Goodbye, U.S.D.A., Hello, Department of Food and Well-Being


These dysfunctions began long before the decline of the family farm. The U.S.D.A. has long been accused of discrimination in dispensing its services and resources, and of intentionally driving the commercial success and wealth building of white farmers while causing the failure, bankruptcy and land loss of Black, Hispanic, Native American and women farmers and ranchers. A series of legal actions from the late 1990s, including the Pigford v. Glickman and Keepseagle v. Vilsack lawsuits, resulted in settlement agreements that paid millions to eligible class members to compensate them for their discrimination claims against the department.

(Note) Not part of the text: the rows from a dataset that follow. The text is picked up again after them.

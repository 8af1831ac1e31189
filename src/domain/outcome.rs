//! The result of applying a single rule to a single object.

use super::{FailureSeverity, OutcomeError, Severity};
use serde::Serialize;

/// Result of one rule check.
///
/// An outcome is either the shared success value or a [`Failure`] carrying
/// an error-class severity and a message. Outcomes are immutable once built.
///
/// # Examples
///
/// ```
/// use rulebook::domain::{FailureSeverity, IntoFailure, Outcome, Severity};
///
/// let outcome = "The two passwords differ.".into_failure(FailureSeverity::Error);
/// assert_eq!(outcome.severity(), Severity::Error);
/// assert_eq!(outcome.message(), Some("The two passwords differ."));
/// assert!(!Outcome::success().is_error());
/// ```
#[derive(Debug, Clone, Default, PartialEq, Eq, Serialize)]
#[serde(tag = "kind", rename_all = "snake_case")]
pub enum Outcome {
    /// The object conforms to the rule.
    #[default]
    Success,
    /// The object violates the rule.
    Failure(Failure),
}

impl Outcome {
    /// Returns the success outcome.
    #[must_use]
    pub const fn success() -> Self {
        Self::Success
    }

    /// Creates a failure with one of the predefined failure severities.
    #[must_use]
    pub fn failure(severity: FailureSeverity, message: impl Into<String>) -> Self {
        Self::Failure(Failure {
            severity: severity.into(),
            message: message.into(),
        })
    }

    /// Creates a failure with an arbitrary severity, including custom ones.
    ///
    /// # Errors
    ///
    /// Returns [`OutcomeError::SuccessIsNotAFailure`] when `severity` is not
    /// an error-class severity. The call never silently degrades to
    /// [`Outcome::Success`].
    pub fn failure_with(
        severity: Severity,
        message: impl Into<String>,
    ) -> Result<Self, OutcomeError> {
        if !severity.is_error() {
            return Err(OutcomeError::SuccessIsNotAFailure(
                severity.as_str().to_owned(),
            ));
        }
        Ok(Self::Failure(Failure {
            severity,
            message: message.into(),
        }))
    }

    /// Returns the severity of this outcome.
    #[must_use]
    pub const fn severity(&self) -> Severity {
        match self {
            Self::Success => Severity::Success,
            Self::Failure(failure) => failure.severity,
        }
    }

    /// Returns `true` when the severity is error-class.
    #[must_use]
    pub const fn is_error(&self) -> bool {
        self.severity().is_error()
    }

    /// Returns the failure message, if any.
    #[must_use]
    pub fn message(&self) -> Option<&str> {
        self.as_failure().map(Failure::message)
    }

    /// Returns the failure payload, if any.
    #[must_use]
    pub const fn as_failure(&self) -> Option<&Failure> {
        match self {
            Self::Success => None,
            Self::Failure(failure) => Some(failure),
        }
    }
}

/// A failed rule check: an error-class severity and a message.
#[derive(Debug, Clone, PartialEq, Eq, Serialize)]
pub struct Failure {
    severity: Severity,
    message: String,
}

impl Failure {
    /// Returns the severity.
    #[must_use]
    pub const fn severity(&self) -> Severity {
        self.severity
    }

    /// Returns the message describing the violation.
    #[must_use]
    pub fn message(&self) -> &str {
        &self.message
    }
}

/// Binds a message to a failure severity.
pub trait IntoFailure {
    /// Converts `self` into a failing [`Outcome`] with the given severity.
    fn into_failure(self, severity: FailureSeverity) -> Outcome;
}

impl<S: Into<String>> IntoFailure for S {
    fn into_failure(self, severity: FailureSeverity) -> Outcome {
        Outcome::failure(severity, self)
    }
}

The U.S.D.A. still reflects the culture of 1862, the year of its creation and of the passage of the Homestead Act, which gave more than 270 million acres of Native American land to white settlers. At the same time, the Morrill Act “distributed” an additional 11 million acres of appropriated Native land to establish a network of state colleges of agriculture and mechanic arts, a network that to this day serves whites preferentially. (A series of underfunded land-grant universities was established in 1890 and 1994 in a feeble attempt to paper over this federally sanctioned racism.) The result of this social engineering is aggregate assets of around $2.7 trillion, held disproportionately among today’s farmers, 96 percent of whom are white.

There’s another sense in which the U.S.D.A. is bound to the past. Large-scale plantation agriculture, a major reason the South seceded from the Union, was a mercantilist economic system. The production of cotton, sugar, tobacco, rice and other commodities drove a web of global trade that enriched profiteers, corporations and nations at a distance from the enslaved people who labored under brutal conditions to generate that wealth. That same model of agriculture — cash crops grown primarily for processing or trade rather than for eating, a brutally exploited work force — has become the norm, and has been consistently promoted by recent secretaries of agriculture, most stridently by the incumbent, an agribusiness veteran.

That template still benefits mainly the global conglomerates that sell to and buy from farmers, to the great economic detriment of the majority of farmers and their rural communities, and especially to that of the largely immigrant work force that replicates the work of the formerly enslaved, with largely imperceptible improvement in their treatment.

Yet the American model of agribusiness profiting from low value commodities combined with through-the-roof production volume works so badly for farmers that the system is propped up by federal subsidies — until recently $15 billion per year — that are funneled into the bottom lines of mega-corporations. Since 2018, however, an additional $60 billion of taxpayer money has been splurged on this sector, making it one of the most socialized sectors of the economy.